L’espressione di Suoh, una volta tanto, mutò, facendosi quasi sgomenta – Ciambelle fritte?

– Sì. Con la glassa.

– Asami-sama?

– Sì.

Un silenzio imbarazzato calò sui due uomini – … Tu sei sicuro?

– Gli ho fatto la stessa domanda e mi ha chiesto da quando sono diventato il suo medico curante.

– Vado subito.

~*~

Akichan accolse il trillo del campanello con curiosità e, quando vide entrare il tizio scorbutico con gli occhiali con le sue preziose ciambelle in mano, si rabbuiò; Kirishima squadrò sconcertato il bambino – Cosa ci fai tu qui?
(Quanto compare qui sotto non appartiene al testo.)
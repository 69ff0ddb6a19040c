//! Offer recommendation
//!
//! Turns chronic error patterns into ranked offer recommendations. Each
//! eligible pattern whose domain maps to an offer type yields one candidate;
//! candidates are ranked by `failure_rate * w1 + score * w2` and truncated.

use fluency_leads_config::{OfferCatalog, ScoringConfig};
use fluency_leads_core::{DiscountTier, ErrorPattern, LeadStatus, OfferRecommendation, OfferType};

use crate::discount::select_discount_tier;

#[derive(Debug, Clone, Copy)]
pub struct OfferRecommender<'a> {
    config: &'a ScoringConfig,
    catalog: &'a OfferCatalog,
}

impl<'a> OfferRecommender<'a> {
    pub fn new(config: &'a ScoringConfig, catalog: &'a OfferCatalog) -> Self {
        Self { config, catalog }
    }

    /// Ranked recommendations, highest priority first
    pub fn recommend(
        &self,
        patterns: &[ErrorPattern],
        status: LeadStatus,
        score: f64,
    ) -> Vec<OfferRecommendation> {
        let ranking = &self.config.offers;

        let mut candidates: Vec<OfferRecommendation> = patterns
            .iter()
            .filter(|p| self.config.eligibility.is_eligible(p))
            .filter_map(|pattern| {
                let Some(offer_type) = self.catalog.offer_for_domain(&pattern.domain) else {
                    tracing::trace!(domain = %pattern.domain, "No offer mapped to domain");
                    return None;
                };

                let tier = select_discount_tier(
                    status,
                    pattern.failure_rate,
                    ranking.limited_time_failure_rate,
                );
                let priority =
                    pattern.failure_rate * ranking.failure_rate_weight + score * ranking.score_weight;

                Some(OfferRecommendation::new(
                    offer_type,
                    pattern.domain.clone(),
                    pattern.failure_rate,
                    pattern.error_count,
                    tier,
                    priority,
                ))
            })
            .collect();

        // Stable: equal priorities keep pattern order
        candidates.sort_by(|a, b| b.priority.total_cmp(&a.priority));
        candidates.truncate(ranking.max_recommendations);
        candidates
    }

    /// The fixed recommendation used for a detected potential lead
    pub fn potential_lead_offer(&self, pattern: &ErrorPattern) -> OfferRecommendation {
        OfferRecommendation::new(
            OfferType::ExecutiveModule,
            self.config.eligibility.domain.clone(),
            pattern.failure_rate,
            pattern.error_count,
            DiscountTier::LimitedTime,
            self.config.offers.potential_lead_priority,
        )
    }
}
– Ti ricordi quel bambino che venne lasciato qui davanti cinque anni fa? – gli chiese Asami.

– Non mi dica…

– I casi sono due: o voi vi aspettate che mandino ad uccidermi solo sicari armati fino ai denti, oppure elicotteri e carri armati, oppure vuol dire che siete diventati buoni samaritani che lasciano salire fino al mio portone qualunque donna o infante che capita. Il che significa che dovrò sperare che non mandino mai una signora o un moccioso ad eliminarmi.

– Oppure significa che questo signorino ha una spiccata abilità nell’infiltrarsi dove non dovrebbe – ribatté Kirishima, scoccando occhiate di fuoco all’indirizzo del “signorino”.

– Speriamo che ai miei nemici non venga mai in mente di assoldarlo, allora – concluse Asami.

– Le garantisco, capo…

– Lascia perdere – tagliò corto il padrone di casa – Che programmi ho per oggi?

– Subito!

Akichan tese le manine per impossessarsi della sua colazione, ignorando bellamente lo sguardo furioso dell’uomo: sentiva già il profumino dei dolci dello Starbucks, e nessun quattrocchi nevrastenico lo avrebbe mai distratto dal suo obbiettivo; lasciò i due a ciarlare di roba complicata e si diresse verso la cucina, guardando sorpreso come tutto fosse bianco e pulitissimo (casa sua non luccicava mai così, anche se la mamma puliva sempre tutto per bene). Poggiò l’incarto sul tavolo e si mise a cercare la tovaglia nei cassetti: ne trovò una di un tessuto stranissimo, liscio liscio e sfuggente, ma anche la seconda sembrava fatta allo stesso modo, perciò non si preoccupò e iniziò a lottare per metterla sul tavolo; le posate avevano una forma stranissima, come se qualcuno le avesse deformate apposta, ed avevano il manico pesantissimo in un materiale nero: non gli piacevano per niente, erano più belle quelle con le fragole e le mele che aveva a casa la mamma, ma non poteva fare troppo lo schizzinoso a casa d’altri. Poi cercò le tazze e trascinò una sedia sotto il primo pensile che vide, ma anche arrampicandovisi sopra, non riusciva ad arrivare nemmeno al primo ripiano.

– Che stai facendo?

– Casa tua è troppo alta! – si lamentò il bambino.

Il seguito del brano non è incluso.